** Opening INPUT DATA block **

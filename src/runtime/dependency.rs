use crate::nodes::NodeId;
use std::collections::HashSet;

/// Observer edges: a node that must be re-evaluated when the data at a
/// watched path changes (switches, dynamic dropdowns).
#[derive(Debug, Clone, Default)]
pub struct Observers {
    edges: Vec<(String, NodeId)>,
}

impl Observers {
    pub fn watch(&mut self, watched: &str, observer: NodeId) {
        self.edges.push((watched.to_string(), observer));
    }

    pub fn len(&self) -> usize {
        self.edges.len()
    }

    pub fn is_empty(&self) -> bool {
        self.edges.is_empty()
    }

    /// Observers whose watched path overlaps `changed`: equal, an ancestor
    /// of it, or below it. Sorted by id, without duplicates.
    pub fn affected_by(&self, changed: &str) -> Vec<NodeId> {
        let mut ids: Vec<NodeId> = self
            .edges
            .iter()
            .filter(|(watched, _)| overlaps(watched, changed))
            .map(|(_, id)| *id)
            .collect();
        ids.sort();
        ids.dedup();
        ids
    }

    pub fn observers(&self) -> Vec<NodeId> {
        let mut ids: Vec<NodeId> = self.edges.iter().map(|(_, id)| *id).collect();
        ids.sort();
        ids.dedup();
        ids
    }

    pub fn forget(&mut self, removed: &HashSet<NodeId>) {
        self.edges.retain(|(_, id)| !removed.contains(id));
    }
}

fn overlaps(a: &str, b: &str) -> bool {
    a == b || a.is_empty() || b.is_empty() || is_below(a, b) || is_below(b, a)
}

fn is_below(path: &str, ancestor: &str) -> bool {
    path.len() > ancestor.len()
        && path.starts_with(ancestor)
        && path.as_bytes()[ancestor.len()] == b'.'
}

** Closing INPUT DATA block **
** Opening INPUT DATA block **

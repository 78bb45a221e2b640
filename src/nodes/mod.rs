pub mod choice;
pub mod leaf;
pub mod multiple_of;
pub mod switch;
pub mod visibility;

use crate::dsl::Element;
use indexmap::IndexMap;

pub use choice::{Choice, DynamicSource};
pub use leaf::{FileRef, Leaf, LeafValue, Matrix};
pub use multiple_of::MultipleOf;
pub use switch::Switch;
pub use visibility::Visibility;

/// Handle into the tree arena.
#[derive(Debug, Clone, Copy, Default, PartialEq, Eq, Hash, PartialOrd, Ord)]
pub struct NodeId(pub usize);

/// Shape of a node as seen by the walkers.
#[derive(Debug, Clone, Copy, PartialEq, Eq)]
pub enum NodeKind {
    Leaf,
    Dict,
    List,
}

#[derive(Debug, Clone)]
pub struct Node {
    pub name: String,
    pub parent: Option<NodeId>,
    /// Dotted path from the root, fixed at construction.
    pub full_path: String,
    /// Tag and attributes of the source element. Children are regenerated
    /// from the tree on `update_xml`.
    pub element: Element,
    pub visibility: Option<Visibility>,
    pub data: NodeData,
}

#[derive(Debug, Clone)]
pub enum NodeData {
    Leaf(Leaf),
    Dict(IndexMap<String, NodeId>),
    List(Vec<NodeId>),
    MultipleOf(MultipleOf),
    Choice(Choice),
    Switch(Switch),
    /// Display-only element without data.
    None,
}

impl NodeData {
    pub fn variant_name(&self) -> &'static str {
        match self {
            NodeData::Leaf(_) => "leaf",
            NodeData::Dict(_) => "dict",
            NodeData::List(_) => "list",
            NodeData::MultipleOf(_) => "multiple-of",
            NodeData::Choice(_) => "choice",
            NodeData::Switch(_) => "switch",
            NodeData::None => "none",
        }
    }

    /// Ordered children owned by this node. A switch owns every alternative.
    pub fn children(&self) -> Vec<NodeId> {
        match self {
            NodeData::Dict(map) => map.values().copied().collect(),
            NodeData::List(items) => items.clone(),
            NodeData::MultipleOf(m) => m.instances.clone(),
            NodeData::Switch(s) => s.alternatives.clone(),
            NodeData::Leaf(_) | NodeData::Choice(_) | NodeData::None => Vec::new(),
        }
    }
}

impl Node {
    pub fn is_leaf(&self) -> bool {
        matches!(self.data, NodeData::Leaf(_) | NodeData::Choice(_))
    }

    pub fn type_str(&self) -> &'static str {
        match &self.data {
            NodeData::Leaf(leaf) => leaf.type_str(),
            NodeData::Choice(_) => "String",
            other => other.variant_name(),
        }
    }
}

** Closing INPUT DATA block **
** Opening INPUT DATA block **

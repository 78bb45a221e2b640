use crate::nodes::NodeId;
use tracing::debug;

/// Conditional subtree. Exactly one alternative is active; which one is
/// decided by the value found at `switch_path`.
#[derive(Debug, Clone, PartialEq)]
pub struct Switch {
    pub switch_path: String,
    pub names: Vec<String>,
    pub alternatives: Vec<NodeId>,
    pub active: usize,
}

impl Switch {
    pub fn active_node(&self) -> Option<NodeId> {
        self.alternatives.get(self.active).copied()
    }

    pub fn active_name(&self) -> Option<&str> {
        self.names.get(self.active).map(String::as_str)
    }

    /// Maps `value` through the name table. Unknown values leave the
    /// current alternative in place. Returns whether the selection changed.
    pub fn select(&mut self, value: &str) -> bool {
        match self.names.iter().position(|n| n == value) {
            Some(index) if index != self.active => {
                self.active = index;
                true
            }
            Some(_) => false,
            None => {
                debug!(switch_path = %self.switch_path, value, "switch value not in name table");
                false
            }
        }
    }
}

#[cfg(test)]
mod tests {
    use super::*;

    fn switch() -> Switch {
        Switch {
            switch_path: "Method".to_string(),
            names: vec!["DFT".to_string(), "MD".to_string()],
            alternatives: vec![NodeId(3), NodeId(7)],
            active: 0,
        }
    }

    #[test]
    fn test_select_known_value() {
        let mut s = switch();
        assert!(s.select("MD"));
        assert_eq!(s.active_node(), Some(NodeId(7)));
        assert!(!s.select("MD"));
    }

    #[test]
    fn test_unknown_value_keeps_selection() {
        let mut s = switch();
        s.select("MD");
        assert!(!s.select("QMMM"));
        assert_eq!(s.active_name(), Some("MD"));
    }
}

** Closing INPUT DATA block **

WHAT YOU HAVE TO DO -
Where a line of the listing holds the string "changed", copy that line.

TASK RESPONSE -
    /// Observers whose watched path overlaps `changed`: equal, an ancestor
    pub fn affected_by(&self, changed: &str) -> Vec<NodeId> {
            .filter(|(watched, _)| overlaps(watched, changed))
    /// current alternative in place. Returns whether the selection changed.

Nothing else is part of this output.